Almohammadi Yousef, Albduljabbar Abduljabbar, Almosa Abdullah, Alalwani Yazan, Abdulshakur Abdulrahman, Alzuwayhiri Raffal, Alenezi Ahmad, Azzam Ahmed Y
Medicine, Eastern Health Cluster, Dammam, SAU.
Medicine, King Salman Hospital, Riyadh, SAU.
Cureus. 2025 Jan 6;17(1):e77017. doi: 10.7759/cureus.77017. eCollection 2025 Jan.
The role of interbody cages in lumbar arthrodesis remains debated despite widespread adoption. This meta-analysis aimed to compare clinical and radiological outcomes between synthetic cages and structural bone grafts in lumbar fusion surgery from the latest updated evidence based on subgroup-based analysis and stratification of outcomes.
Preferred Reporting Items for Systematic Reviews and Meta-Analyses (PRISMA) guidelines were followed to conduct a literature search across major databases through December 2024. Studies comparing lumbar interbody fusion outcomes between cage and bone graft cohorts were included in this analysis. Random-effects meta-analyses were performed for fusion rates, radiographic parameters, clinical outcomes, and complications. Subgroup analyses stratified results by surgical approach, cage material, and graft type.

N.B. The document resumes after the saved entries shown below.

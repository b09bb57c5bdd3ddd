use std::path::{Path, PathBuf};

use owo_colors::OwoColorize;
use owo_colors::Stream::Stdout;

use acervo_lib::{CatalogService, Category, NewBook, SqliteStore};

use crate::CliError;

/// Cover formats accepted by the add form.
const COVER_EXTENSIONS: &[&str] = &["jpg", "jpeg", "png"];

pub(crate) fn run_add(
    service: &CatalogService<SqliteStore>,
    title: String,
    author: String,
    isbn: Option<String>,
    publisher: Option<String>,
    category: Category,
    cover: Option<PathBuf>,
) -> Result<(), CliError> {
    let cover_image = cover.as_deref().map(read_cover).transpose()?;

    let book = NewBook {
        title,
        author,
        isbn,
        publisher,
        category,
        cover_image,
    };
    let id = service.add(&book)?;

    log::info!(
        "{} #{}: {}",
        "Added".if_supports_color(Stdout, |t| t.green()),
        id,
        book.title.trim().if_supports_color(Stdout, |t| t.bold()),
    );
    Ok(())
}

fn read_cover(path: &Path) -> Result<Vec<u8>, CliError> {
    let ext = path
        .extension()
        .and_then(|e| e.to_str())
        .map(str::to_lowercase)
        .unwrap_or_default();
    if !COVER_EXTENSIONS.contains(&ext.as_str()) {
        return Err(CliError::invalid_cover(format!(
            "{} is not a {} file",
            path.display(),
            COVER_EXTENSIONS.join("/"),
        )));
    }

    let bytes = std::fs::read(path)
        .map_err(|e| CliError::invalid_cover(format!("{}: {}", path.display(), e)))?;
    log::debug!("Read {} byte cover from {}", bytes.len(), path.display());
    Ok(bytes)
}

#[cfg(test)]
mod tests {
    use super::*;

    #[test]
    fn rejects_unsupported_cover_extension() {
        let err = read_cover(Path::new("capa.gif")).unwrap_err();
        assert!(matches!(err, CliError::InvalidCover(_)));
        assert!(read_cover(Path::new("capa")).is_err());
    }

    #[test]
    fn missing_cover_file_is_invalid_cover() {
        let err = read_cover(Path::new("/nonexistent/capa.JPG")).unwrap_err();
        assert!(matches!(err, CliError::InvalidCover(_)));
    }
}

Twenty studies (1,452 patients) met inclusion criteria. Cage utilization demonstrated significantly higher fusion rates (96.3% versus 90.8%, RR=2.74, p=0.03) and greater disc height maintenance (MD=0.73 mm, 95% CI=0.45-1.01). Polyetheretherketone (PEEK) cages showed superior fusion rates compared to titanium (RR=1.00 versus 0.94, p=0.042). Back pain improvement was greater in the cage group (MD=0.65, 95% CI=0.08-1.22), while complication and reoperation rates remained comparable. No significant differences were observed in lordosis restoration or Oswestry Disability Index (ODI) scores.

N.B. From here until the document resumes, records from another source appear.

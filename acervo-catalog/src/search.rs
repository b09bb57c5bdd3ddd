//! Case-insensitive substring search over a book's text fields.

use crate::types::Book;

/// Whether `book` matches `query`.
///
/// Searched fields: title, author, isbn, publisher, and the category's
/// label and English name. Cover bytes and ids are never searched.
/// A blank query matches everything.
pub fn matches(book: &Book, query: &str) -> bool {
    let needle = query.trim().to_lowercase();
    if needle.is_empty() {
        return true;
    }
    matches_lowercase(book, &needle)
}

/// Keep the books matching `query`, preserving input order.
pub fn filter_books(books: &[Book], query: &str) -> Vec<Book> {
    let needle = query.trim().to_lowercase();
    if needle.is_empty() {
        return books.to_vec();
    }
    books
        .iter()
        .filter(|b| matches_lowercase(b, &needle))
        .cloned()
        .collect()
}

fn matches_lowercase(book: &Book, needle: &str) -> bool {
    let fields = [
        Some(book.title.as_str()),
        Some(book.author.as_str()),
        book.isbn.as_deref(),
        book.publisher.as_deref(),
        Some(book.category.label()),
        Some(book.category.name()),
    ];
    fields
        .into_iter()
        .flatten()
        .any(|f| f.to_lowercase().contains(needle))
}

Synthetic cage implementation in lumbar arthrodesis is associated with superior fusion rates and disc height maintenance, especially with PEEK devices. These benefits occur without increased complications, supporting cage utilization in appropriate clinical scenarios. Future studies should focus on long-term outcomes and cost-effectiveness analyses.

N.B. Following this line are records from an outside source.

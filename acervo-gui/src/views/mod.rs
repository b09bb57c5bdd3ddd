pub mod library;
pub mod sidebar;
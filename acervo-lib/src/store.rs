//! Store handles injected into [`crate::CatalogService`].
//!
//! A store hands out a connection for the duration of one operation; nothing
//! holds a process-wide connection.

use std::path::{Path, PathBuf};
use std::sync::Mutex;

use rusqlite::Connection;

use crate::ServiceError;

/// Source of scoped database connections.
pub trait CatalogStore {
    /// Run `f` with a connection acquired for this call and released after it.
    fn with_connection<T, F>(&self, f: F) -> Result<T, ServiceError>
    where
        F: FnOnce(&Connection) -> Result<T, ServiceError>;
}

/// File-backed store. Opens a fresh connection for every operation.
#[derive(Debug, Clone)]
pub struct SqliteStore {
    path: PathBuf,
}

impl SqliteStore {
    /// Create (if needed) the database at `path` and its schema.
    pub fn open(path: impl Into<PathBuf>) -> Result<Self, ServiceError> {
        let path = path.into();
        acervo_db::open_database(&path)?;
        log::debug!("Catalog store ready at {}", path.display());
        Ok(Self { path })
    }

    pub fn path(&self) -> &Path {
        &self.path
    }
}

impl CatalogStore for SqliteStore {
    fn with_connection<T, F>(&self, f: F) -> Result<T, ServiceError>
    where
        F: FnOnce(&Connection) -> Result<T, ServiceError>,
    {
        let conn = Connection::open(&self.path)?;
        f(&conn)
    }
}

/// In-memory store for tests and throwaway sessions.
pub struct MemoryStore {
    conn: Mutex<Connection>,
}

impl MemoryStore {
    pub fn new() -> Result<Self, ServiceError> {
        Ok(Self {
            conn: Mutex::new(acervo_db::open_memory()?),
        })
    }
}

impl CatalogStore for MemoryStore {
    fn with_connection<T, F>(&self, f: F) -> Result<T, ServiceError>
    where
        F: FnOnce(&Connection) -> Result<T, ServiceError>,
    {
        let conn = self
            .conn
            .lock()
            .map_err(|e| ServiceError::Unavailable(e.to_string()))?;
        f(&conn)
    }
}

尽管椎间融合器在腰椎融合术中已被广泛应用,但其作用仍存在争议。本荟萃分析旨在基于亚组分析和结果分层,根据最新更新的证据,比较腰椎融合手术中合成椎间融合器与结构性骨移植的临床和影像学结果。
遵循系统评价和荟萃分析的首选报告项目(PRISMA)指南,对截至2024年12月的主要数据库进行文献检索。本分析纳入了比较椎间融合器组和骨移植组腰椎椎间融合结果的研究。对融合率、影像学参数、临床结果和并发症进行随机效应荟萃分析。亚组分析按手术方式、椎间融合器材料和移植类型对结果进行分层。
20项研究(1452例患者)符合纳入标准。使用椎间融合器显示出显著更高的融合率(96.3%对90.8%,RR = 2.74,p = 0.03)和更好的椎间盘高度维持(MD = 0.73 mm,95% CI = 0.45 - 1.01)。聚醚醚酮(PEEK)椎间融合器的融合率优于钛制椎间融合器(RR = 1.00对0.94,p = 0.042)。椎间融合器组的背痛改善更大(MD = 0.65,95% CI = 0.08 - 1.22),而并发症和再次手术率保持相当。在腰椎前凸恢复或奥斯维斯特里残疾指数(ODI)评分方面未观察到显著差异。
在腰椎融合术中使用合成椎间融合器与更高的融合率和更好的椎间盘高度维持相关,尤其是使用PEEK装置时。这些益处并未伴随着并发症增加,支持在适当的临床场景中使用椎间融合器。未来的研究应关注长期结果和成本效益分析。